▶ [PROBLEM DETAILS]:
The whole of the data is to be returned without a single change.

▶ [DATA EXCERPTS]:

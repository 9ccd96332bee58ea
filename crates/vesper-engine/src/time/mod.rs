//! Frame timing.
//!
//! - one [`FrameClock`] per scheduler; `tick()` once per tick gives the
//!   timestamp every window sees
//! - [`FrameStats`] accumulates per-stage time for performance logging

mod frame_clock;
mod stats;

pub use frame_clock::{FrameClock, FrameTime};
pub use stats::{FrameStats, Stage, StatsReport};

▶ [FINISHED TASK]:
repository 9ccd96332bee58ea
filename crates/vesper-engine/src/time/mod.rs
//! Frame timing.
//!
//! - one [`FrameClock`] per scheduler; `tick()` once per tick gives the
//!   timestamp every window sees
//! - [`FrameStats`] accumulates per-stage time for performance logging

mod frame_clock;
mod stats;

pub use frame_clock::{FrameClock, FrameTime};
pub use stats::{FrameStats, Stage, StatsReport};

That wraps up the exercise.